Это очень трагическая песня, разумеется, не про калину и не про малину, а про то, что по синему морю плывет корабль в далекие, чужие края. На том корабле плывут два полка солдат, молодых ребят, их везут, видимо, на войну, и мало кому из них удастся вернуться домой живым. Один из солдатиков стоит на палубе и молится Богу. В общем, все очень печально. Песня длинная, ее никогда не допевали до конца. Но пока пели первые несколько куплетов, все успевали вспомнить страшные дни войны, ощущения неизбежности и неотвратимости трагедии, которая, возможно, ждет впереди. Бабушка, наверное, вспоминала своего погибшего сына Костю.

Хозяйка дома Анна Ивановна, когда видела, что трапеза за столом заканчивается, все сыты, невестки собирают и моют посуду, т. е. от нее, от хозяйки, больше ничего не требуется, начинала петь свою любимую песню:

«Ой, ты сад, ты мой сад,

Сад зелененький,

Ты зачем рано цветешь,

Осыпаешься?»

Песня очень длинная и очень красивая. Ее подхватывали все, старались петь на несколько голосов. Слушать было – наслаждение. Но в течение многих лет, пока я была девочкой, содержание ее мне было совершенно не понятно. В середине песни речь вдруг заходила о том, что птица летела в далекие края и уронила перышко со своего крыла. И дальше:

 

«Мне не жалко крыла,

Жалко перышка.

Мне не жалко мать-отца,

Жалко молодца…».

И только спустя несколько лет, повзрослев, я поняла, что эта песня – о любви! О той самой любви, при которой и мать-отца забывают, и сад цветет и осыпается раньше времени, и все это только ради одного – ради любимого молодца… И эта любовь, зараза, существовала, оказывается, всегда, и когда бабушки были молодыми девушками, и даже еще раньше…

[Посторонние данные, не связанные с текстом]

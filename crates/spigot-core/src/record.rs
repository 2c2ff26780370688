//! Ordered record values produced by the stream extractor.

use serde::{Deserialize, Serialize};
use serde_json::{Map, Value};

/// One emitted row: an ordered mapping of column name to value,
/// conformant to the stream's catalog entry. Field order follows the
/// catalog entry's column order.
#[derive(Debug, Clone, Default, PartialEq, Serialize, Deserialize)]
#[serde(transparent)]
pub struct Record(Map<String, Value>);

impl Record {
    pub fn new() -> Self {
        Self(Map::new())
    }

    pub fn insert(&mut self, column: impl Into<String>, value: Value) {
        self.0.insert(column.into(), value);
    }

    pub fn get(&self, column: &str) -> Option<&Value> {
        self.0.get(column)
    }

    pub fn len(&self) -> usize {
        self.0.len()
    }

    pub fn is_empty(&self) -> bool {
        self.0.is_empty()
    }

    pub fn columns(&self) -> impl Iterator<Item = &String> {
        self.0.keys()
    }

    pub fn into_inner(self) -> Map<String, Value> {
        self.0
    }
}

impl FromIterator<(String, Value)> for Record {
    fn from_iter<I: IntoIterator<Item = (String, Value)>>(iter: I) -> Self {
        Self(iter.into_iter().collect())
    }
}

#[cfg(test)]
mod tests {
    use super::*;
    use serde_json::json;

    #[test]
    fn test_preserves_insertion_order() {
        let mut record = Record::new();
        record.insert("zeta", json!(1));
        record.insert("alpha", json!(2));
        let columns: Vec<&String> = record.columns().collect();
        assert_eq!(columns, ["zeta", "alpha"]);
    }

    #[test]
    fn test_serializes_as_plain_object() {
        let mut record = Record::new();
        record.insert("id", json!(1));
        record.insert("name", json!("a"));
        let json = serde_json::to_string(&record).unwrap();
        assert_eq!(json, r#"{"id":1,"name":"a"}"#);
    }

    #[test]
    fn test_deserialize_round_trip() {
        let record: Record = serde_json::from_str(r#"{"id":1,"name":"a"}"#).unwrap();
        assert_eq!(record.get("id"), Some(&json!(1)));
        assert_eq!(record.get("name"), Some(&json!("a")));
        assert_eq!(record.len(), 2);
    }
}
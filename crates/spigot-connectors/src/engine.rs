//! Engine and connection management for the embedded source database.
//!
//! The engine wraps a process-wide connection pool over one database
//! file, opened read-only. It is created once and cloned freely; every
//! clone shares the same pool. Individual connections are lent out per
//! extraction worker via [`SourceEngine::acquire`] and return to the
//! pool when dropped, on every exit path.

use sqlx::pool::PoolConnection;
use sqlx::sqlite::{SqliteConnectOptions, SqlitePool, SqlitePoolOptions};
use sqlx::Sqlite;
use tracing::info;

use spigot_core::{SourceConfig, SourceError};

#[derive(Clone)]
pub struct SourceEngine {
    pool: SqlitePool,
}

impl SourceEngine {
    /// Open the engine for `config`.
    ///
    /// Fails with [`SourceError::Connection`] when the database file is
    /// missing or cannot be opened.
    pub async fn connect(config: &SourceConfig) -> Result<Self, SourceError> {
        if !config.path.is_file() {
            return Err(SourceError::connection(
                config.path.display().to_string(),
                "no such database file",
            ));
        }

        let options = SqliteConnectOptions::new()
            .filename(&config.path)
            .read_only(true);

        let pool = SqlitePoolOptions::new()
            .max_connections(4)
            .connect_with(options)
            .await
            .map_err(|e| SourceError::connection(config.path.display().to_string(), e))?;

        info!(
            "Opened source engine for '{}' (database '{}')",
            config.path.display(),
            config.database
        );

        Ok(Self { pool })
    }

    /// Borrow one connection from the pool. The connection is exclusively
    /// owned by the caller until dropped.
    pub async fn acquire(&self) -> Result<PoolConnection<Sqlite>, SourceError> {
        self.pool
            .acquire()
            .await
            .map_err(|e| SourceError::connection("<pool>", e))
    }

    pub fn pool(&self) -> &SqlitePool {
        &self.pool
    }

    /// Close the pool and all idle connections.
    pub async fn close(&self) {
        self.pool.close().await;
    }
}

#[cfg(test)]
mod tests {
    use super::*;
    use crate::testutil::fixture_db;
    use sqlx::Row;

    #[tokio::test]
    async fn test_connect_missing_file() {
        let config = SourceConfig::new("/nonexistent/warehouse.db", "main").unwrap();
        let result = SourceEngine::connect(&config).await;
        assert!(matches!(result, Err(SourceError::Connection { .. })));
    }

    #[tokio::test]
    async fn test_connect_and_query() {
        let dir = tempfile::tempdir().unwrap();
        let path = fixture_db(dir.path(), &["CREATE TABLE t (id INTEGER)"]).await;

        let config = SourceConfig::new(&path, "main").unwrap();
        let engine = SourceEngine::connect(&config).await.unwrap();

        let row = sqlx::query("SELECT 40 + 2 AS answer")
            .fetch_one(engine.pool())
            .await
            .unwrap();
        let answer: i64 = row.try_get("answer").unwrap();
        assert_eq!(answer, 42);

        engine.close().await;
    }

    #[tokio::test]
    async fn test_engine_is_read_only() {
        let dir = tempfile::tempdir().unwrap();
        let path = fixture_db(dir.path(), &["CREATE TABLE t (id INTEGER)"]).await;

        let config = SourceConfig::new(&path, "main").unwrap();
        let engine = SourceEngine::connect(&config).await.unwrap();

        let result = sqlx::query("INSERT INTO t (id) VALUES (1)")
            .execute(engine.pool())
            .await;
        assert!(result.is_err());

        engine.close().await;
    }

    #[tokio::test]
    async fn test_acquire_returns_connection_to_pool() {
        let dir = tempfile::tempdir().unwrap();
        let path = fixture_db(dir.path(), &["CREATE TABLE t (id INTEGER)"]).await;

        let config = SourceConfig::new(&path, "main").unwrap();
        let engine = SourceEngine::connect(&config).await.unwrap();

        // Acquire and drop more connections than the pool holds; each
        // drop must release its slot or this would deadlock.
        for _ in 0..8 {
            let conn = engine.acquire().await.unwrap();
            drop(conn);
        }

        engine.close().await;
    }
}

Мы, дети, слушали эти песни синими августовскими вечерами, и в наши души сами собой вливались неясные еще для нас знания и чувства, веками накопленные предками: о горькой бедности, о несчастной любви, о неизбежности жертв и потерь. Но мужчины, наши молодые отцы, сравнительно недавно пришедшие победителями со страшной войны, пели свои песни: «Броня крепка, и танки наши быстры…», «И залпы наших батарей за слезы наших матерей, за нашу Родину – огонь! Огонь!». И грустные мысли улетали. Приходило ощущение, что все хорошо на свете, все спокойно. Добрые руки наших мам и бабушек будут с нами всегда, наши геройские отцы смогут защитить нас от любых бед. А за калиткой дедушкиного сада нас ждут россыпи ярких звезд на ночном небе, таинственная гладь темной волжской воды и на ней – сверкающая лунная дорожка, которая у каждого – своя.